# Exercise description
Among the entries below, find the lines with "subprocess" and copy them.

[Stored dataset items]
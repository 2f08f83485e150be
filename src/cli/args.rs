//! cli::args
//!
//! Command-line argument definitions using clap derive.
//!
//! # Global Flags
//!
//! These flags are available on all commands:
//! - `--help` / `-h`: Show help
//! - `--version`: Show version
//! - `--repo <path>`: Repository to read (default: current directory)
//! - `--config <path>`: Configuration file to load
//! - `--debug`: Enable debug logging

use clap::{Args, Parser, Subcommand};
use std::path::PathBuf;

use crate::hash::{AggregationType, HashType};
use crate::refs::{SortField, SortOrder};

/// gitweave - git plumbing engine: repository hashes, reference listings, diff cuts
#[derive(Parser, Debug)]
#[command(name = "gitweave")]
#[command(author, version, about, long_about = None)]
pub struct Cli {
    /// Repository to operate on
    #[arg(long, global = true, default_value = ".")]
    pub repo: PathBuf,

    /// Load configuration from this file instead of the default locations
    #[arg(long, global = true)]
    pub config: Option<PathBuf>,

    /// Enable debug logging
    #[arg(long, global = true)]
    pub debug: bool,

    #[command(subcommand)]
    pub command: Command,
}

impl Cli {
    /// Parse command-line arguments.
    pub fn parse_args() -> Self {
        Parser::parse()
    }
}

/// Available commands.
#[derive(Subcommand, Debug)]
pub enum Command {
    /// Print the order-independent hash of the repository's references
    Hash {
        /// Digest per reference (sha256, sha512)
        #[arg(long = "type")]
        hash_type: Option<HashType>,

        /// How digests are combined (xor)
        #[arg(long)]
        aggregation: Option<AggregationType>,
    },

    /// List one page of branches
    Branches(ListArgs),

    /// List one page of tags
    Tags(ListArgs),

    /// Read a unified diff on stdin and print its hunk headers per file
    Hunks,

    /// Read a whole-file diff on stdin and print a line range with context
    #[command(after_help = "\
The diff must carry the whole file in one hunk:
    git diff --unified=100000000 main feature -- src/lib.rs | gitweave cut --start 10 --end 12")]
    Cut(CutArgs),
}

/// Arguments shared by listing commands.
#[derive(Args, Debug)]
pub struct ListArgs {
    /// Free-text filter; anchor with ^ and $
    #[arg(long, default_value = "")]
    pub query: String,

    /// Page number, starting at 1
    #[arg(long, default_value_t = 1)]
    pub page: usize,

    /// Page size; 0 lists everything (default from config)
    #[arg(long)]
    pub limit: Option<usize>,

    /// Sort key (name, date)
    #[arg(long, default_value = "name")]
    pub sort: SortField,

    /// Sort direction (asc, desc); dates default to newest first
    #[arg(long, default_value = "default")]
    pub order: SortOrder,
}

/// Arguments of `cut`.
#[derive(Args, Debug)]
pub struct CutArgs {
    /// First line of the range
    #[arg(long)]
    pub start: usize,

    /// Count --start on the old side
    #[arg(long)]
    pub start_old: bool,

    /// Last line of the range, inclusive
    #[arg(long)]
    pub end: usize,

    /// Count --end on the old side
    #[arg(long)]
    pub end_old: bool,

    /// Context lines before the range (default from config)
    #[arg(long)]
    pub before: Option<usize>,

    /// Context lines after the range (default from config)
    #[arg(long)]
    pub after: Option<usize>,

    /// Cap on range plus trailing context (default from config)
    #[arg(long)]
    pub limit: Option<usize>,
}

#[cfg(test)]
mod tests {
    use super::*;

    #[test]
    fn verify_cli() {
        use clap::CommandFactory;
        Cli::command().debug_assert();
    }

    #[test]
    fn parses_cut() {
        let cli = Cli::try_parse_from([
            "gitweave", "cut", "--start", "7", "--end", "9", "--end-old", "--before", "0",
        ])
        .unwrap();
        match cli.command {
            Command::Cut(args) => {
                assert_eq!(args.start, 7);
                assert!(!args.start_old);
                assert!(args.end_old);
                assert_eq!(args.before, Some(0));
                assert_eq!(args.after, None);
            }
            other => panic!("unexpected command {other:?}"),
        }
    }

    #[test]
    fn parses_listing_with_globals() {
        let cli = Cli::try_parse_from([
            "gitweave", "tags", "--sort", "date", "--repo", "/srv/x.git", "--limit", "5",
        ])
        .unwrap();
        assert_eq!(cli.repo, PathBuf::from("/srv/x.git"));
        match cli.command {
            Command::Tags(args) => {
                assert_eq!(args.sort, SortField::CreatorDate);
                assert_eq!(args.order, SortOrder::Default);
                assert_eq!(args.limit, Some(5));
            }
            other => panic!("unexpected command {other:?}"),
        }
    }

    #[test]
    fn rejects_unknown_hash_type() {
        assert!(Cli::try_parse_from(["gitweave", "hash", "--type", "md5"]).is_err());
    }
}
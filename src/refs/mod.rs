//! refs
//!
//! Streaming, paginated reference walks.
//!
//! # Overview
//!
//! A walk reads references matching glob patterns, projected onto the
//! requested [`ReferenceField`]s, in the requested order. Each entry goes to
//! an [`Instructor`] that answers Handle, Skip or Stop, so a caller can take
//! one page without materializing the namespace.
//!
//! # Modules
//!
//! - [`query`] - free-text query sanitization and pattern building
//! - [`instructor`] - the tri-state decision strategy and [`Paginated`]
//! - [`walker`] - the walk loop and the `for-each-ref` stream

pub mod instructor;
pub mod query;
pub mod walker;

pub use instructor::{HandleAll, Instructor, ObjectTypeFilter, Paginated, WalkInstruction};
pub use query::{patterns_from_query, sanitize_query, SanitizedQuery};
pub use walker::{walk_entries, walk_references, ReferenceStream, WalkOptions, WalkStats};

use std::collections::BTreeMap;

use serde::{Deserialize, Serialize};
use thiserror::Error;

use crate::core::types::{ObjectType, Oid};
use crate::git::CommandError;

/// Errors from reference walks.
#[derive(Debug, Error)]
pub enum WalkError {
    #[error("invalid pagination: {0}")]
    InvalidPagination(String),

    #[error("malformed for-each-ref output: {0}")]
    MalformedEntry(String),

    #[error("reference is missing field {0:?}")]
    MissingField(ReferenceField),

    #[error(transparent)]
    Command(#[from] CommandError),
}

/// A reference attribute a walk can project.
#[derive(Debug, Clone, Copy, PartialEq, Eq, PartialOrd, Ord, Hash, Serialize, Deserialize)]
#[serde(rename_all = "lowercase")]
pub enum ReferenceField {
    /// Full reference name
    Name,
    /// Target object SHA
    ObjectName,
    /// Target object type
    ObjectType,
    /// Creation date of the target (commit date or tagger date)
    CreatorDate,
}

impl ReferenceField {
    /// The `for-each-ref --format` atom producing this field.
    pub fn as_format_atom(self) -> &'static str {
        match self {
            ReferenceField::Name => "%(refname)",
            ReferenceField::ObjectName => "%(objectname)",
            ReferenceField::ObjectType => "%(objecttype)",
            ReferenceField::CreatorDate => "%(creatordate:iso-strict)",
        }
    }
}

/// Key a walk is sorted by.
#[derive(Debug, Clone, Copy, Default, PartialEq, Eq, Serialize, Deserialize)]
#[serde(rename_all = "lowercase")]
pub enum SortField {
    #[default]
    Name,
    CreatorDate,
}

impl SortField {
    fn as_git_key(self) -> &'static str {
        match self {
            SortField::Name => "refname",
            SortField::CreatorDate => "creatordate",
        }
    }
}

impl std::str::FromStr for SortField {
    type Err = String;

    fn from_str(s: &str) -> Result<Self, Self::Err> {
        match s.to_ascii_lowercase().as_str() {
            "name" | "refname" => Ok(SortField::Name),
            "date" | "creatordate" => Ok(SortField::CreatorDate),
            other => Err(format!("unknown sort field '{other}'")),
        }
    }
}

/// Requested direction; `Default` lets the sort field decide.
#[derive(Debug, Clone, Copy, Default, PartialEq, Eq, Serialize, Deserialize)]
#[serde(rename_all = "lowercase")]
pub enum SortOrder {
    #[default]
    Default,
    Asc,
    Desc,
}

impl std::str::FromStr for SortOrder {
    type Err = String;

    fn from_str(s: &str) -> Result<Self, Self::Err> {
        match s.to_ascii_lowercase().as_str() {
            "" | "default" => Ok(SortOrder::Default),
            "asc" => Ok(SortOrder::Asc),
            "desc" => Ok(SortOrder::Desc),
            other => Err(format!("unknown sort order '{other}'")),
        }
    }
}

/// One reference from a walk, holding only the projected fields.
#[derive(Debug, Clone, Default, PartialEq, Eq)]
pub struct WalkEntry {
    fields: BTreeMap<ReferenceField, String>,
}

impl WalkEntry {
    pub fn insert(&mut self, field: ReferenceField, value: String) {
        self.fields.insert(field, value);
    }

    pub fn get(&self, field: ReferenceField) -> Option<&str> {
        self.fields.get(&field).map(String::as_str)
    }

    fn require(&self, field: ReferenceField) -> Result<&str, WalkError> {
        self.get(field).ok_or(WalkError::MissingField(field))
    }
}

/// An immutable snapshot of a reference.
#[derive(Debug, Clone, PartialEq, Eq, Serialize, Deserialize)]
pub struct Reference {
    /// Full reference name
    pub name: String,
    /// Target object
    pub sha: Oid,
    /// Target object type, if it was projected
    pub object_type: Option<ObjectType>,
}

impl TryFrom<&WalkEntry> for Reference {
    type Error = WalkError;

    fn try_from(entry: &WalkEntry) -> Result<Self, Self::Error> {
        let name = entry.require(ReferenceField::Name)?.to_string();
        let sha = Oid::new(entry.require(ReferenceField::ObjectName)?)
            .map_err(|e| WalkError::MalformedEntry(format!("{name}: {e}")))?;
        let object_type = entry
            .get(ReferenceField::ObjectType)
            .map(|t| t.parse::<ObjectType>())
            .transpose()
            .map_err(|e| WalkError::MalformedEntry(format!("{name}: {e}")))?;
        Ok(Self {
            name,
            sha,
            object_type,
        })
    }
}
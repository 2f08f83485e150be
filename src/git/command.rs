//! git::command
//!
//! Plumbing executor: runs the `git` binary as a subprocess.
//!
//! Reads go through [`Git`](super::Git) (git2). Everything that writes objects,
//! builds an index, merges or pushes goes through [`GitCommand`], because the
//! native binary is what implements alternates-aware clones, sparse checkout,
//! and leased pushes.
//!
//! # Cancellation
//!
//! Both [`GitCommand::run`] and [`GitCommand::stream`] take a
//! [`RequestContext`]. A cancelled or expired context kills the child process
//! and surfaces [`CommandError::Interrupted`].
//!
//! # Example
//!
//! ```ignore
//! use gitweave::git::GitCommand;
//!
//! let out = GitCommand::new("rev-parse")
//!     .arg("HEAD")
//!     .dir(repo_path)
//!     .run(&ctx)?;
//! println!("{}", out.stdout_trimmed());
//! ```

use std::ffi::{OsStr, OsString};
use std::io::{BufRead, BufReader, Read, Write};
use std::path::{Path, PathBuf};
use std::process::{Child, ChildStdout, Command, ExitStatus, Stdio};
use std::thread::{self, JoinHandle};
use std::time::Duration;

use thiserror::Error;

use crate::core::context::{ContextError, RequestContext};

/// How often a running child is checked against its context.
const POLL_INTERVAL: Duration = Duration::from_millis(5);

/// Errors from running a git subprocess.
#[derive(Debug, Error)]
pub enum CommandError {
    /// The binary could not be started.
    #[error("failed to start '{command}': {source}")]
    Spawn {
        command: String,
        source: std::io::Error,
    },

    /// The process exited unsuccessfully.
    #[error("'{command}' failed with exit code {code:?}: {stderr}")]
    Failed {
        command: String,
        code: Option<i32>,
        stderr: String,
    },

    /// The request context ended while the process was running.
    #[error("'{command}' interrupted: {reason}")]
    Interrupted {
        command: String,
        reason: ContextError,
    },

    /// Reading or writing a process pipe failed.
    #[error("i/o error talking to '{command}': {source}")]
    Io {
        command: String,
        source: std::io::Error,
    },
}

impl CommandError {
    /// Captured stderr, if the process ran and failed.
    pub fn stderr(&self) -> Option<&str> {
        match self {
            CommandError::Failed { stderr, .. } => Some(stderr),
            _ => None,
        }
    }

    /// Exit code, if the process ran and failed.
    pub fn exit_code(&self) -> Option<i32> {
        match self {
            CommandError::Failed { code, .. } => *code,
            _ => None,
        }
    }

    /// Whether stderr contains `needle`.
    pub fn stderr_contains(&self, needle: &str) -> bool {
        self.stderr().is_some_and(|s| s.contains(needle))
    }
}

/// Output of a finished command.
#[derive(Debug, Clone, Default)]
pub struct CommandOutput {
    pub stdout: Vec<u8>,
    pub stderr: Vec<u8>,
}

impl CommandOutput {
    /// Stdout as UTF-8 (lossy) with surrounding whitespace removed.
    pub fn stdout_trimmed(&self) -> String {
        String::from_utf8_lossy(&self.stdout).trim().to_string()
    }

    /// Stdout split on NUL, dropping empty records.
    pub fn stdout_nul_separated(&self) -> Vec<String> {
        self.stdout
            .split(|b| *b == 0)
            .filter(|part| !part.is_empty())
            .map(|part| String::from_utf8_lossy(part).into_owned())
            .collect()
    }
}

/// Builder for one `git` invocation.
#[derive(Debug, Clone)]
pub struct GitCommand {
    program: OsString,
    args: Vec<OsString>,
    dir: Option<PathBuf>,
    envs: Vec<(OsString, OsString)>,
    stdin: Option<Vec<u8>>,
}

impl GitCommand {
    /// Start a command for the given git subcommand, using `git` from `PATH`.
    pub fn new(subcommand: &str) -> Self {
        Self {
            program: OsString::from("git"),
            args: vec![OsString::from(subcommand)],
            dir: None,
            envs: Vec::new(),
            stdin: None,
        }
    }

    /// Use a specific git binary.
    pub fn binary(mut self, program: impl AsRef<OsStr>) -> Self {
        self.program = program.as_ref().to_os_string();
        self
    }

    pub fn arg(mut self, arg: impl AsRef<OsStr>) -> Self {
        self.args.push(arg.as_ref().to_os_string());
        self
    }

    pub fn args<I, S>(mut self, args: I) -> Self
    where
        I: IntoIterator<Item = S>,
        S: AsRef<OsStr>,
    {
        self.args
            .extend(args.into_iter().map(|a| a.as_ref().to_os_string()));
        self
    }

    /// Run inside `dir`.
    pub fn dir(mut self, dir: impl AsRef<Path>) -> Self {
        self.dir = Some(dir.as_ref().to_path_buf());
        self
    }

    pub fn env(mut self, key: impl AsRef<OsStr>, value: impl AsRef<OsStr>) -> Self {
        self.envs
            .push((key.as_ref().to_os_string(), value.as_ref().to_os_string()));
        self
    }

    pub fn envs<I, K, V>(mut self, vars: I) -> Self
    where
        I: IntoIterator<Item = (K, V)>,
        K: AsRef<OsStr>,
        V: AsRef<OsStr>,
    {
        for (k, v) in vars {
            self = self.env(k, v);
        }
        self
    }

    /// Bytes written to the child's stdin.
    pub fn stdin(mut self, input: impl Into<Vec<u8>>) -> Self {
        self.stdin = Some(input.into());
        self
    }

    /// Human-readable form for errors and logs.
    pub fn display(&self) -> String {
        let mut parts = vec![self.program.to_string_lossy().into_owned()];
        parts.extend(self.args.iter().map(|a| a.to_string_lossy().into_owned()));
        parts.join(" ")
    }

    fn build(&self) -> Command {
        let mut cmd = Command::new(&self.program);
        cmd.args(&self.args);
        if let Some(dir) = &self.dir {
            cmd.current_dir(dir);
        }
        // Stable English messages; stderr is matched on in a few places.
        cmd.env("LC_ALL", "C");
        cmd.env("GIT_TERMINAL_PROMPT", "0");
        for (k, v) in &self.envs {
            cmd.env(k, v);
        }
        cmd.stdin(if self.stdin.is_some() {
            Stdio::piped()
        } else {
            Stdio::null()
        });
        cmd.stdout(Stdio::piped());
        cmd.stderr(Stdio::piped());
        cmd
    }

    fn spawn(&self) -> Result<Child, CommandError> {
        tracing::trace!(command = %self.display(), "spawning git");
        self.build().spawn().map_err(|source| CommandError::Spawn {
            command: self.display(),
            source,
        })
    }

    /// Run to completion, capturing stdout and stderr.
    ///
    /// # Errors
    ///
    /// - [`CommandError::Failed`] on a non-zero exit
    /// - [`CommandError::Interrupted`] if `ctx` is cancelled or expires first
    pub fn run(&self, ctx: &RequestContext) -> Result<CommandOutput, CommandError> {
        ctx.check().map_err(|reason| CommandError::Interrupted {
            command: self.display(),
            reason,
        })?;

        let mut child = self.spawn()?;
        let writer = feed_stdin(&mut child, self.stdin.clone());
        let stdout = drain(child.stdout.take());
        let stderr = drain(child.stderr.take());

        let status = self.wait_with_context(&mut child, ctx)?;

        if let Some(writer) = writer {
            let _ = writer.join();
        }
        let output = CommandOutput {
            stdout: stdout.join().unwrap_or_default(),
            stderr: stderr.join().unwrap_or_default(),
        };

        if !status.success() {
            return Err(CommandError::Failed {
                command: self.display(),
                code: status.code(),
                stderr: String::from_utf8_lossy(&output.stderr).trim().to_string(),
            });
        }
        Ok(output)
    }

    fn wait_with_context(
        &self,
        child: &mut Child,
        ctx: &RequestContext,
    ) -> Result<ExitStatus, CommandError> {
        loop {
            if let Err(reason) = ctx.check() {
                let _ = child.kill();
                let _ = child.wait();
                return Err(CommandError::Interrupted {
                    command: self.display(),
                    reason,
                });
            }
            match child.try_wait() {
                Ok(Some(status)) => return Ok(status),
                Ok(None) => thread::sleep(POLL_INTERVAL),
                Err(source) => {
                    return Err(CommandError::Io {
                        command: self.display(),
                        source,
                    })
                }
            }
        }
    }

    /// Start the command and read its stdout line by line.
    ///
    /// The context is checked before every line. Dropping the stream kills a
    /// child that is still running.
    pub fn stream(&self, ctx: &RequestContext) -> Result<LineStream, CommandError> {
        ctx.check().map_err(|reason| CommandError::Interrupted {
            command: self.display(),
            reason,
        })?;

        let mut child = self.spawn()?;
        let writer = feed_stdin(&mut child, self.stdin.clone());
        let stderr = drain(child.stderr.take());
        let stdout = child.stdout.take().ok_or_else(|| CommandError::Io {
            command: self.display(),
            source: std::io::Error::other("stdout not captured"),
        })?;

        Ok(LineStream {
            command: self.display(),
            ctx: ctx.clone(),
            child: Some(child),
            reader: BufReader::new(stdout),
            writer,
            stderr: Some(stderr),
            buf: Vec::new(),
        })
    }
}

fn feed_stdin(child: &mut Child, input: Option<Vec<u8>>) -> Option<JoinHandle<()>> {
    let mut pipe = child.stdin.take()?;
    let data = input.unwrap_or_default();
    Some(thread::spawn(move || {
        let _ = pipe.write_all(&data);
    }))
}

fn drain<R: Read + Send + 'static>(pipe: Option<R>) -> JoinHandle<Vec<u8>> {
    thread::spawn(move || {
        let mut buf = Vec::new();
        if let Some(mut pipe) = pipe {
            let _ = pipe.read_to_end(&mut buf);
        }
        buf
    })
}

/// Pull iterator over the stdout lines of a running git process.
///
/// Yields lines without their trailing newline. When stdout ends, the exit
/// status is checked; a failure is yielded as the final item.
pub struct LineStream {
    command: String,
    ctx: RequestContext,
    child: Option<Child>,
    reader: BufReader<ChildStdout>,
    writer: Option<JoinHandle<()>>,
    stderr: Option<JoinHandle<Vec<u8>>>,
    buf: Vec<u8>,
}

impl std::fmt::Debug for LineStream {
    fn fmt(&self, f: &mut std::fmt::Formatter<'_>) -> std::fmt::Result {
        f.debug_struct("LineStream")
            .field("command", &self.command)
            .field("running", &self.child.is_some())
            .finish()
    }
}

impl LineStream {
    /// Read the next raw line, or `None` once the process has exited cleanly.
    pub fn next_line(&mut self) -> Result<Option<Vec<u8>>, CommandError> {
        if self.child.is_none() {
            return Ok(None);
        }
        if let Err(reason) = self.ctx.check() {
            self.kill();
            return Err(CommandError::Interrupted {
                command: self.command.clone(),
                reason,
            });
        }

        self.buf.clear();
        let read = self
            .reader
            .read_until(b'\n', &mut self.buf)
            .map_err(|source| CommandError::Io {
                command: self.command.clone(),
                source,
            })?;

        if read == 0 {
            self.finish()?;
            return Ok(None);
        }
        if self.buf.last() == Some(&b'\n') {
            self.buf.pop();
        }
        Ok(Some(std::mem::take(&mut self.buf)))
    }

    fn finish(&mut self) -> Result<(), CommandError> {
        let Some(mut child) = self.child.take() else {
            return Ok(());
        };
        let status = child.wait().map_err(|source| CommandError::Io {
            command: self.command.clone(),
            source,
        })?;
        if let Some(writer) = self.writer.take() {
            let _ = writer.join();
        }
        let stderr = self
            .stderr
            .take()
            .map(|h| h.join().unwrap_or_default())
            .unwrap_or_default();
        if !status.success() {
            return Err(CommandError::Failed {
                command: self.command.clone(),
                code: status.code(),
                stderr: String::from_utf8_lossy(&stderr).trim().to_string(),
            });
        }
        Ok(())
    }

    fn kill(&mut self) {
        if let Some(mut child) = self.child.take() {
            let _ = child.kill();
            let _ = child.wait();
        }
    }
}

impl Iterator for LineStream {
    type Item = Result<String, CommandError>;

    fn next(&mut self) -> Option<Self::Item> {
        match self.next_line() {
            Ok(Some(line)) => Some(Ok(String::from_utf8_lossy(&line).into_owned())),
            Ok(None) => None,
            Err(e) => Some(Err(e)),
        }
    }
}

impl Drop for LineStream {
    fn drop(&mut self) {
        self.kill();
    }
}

# Answer
//! Plumbing executor: runs the `git` binary as a subprocess.
/// Errors from running a git subprocess.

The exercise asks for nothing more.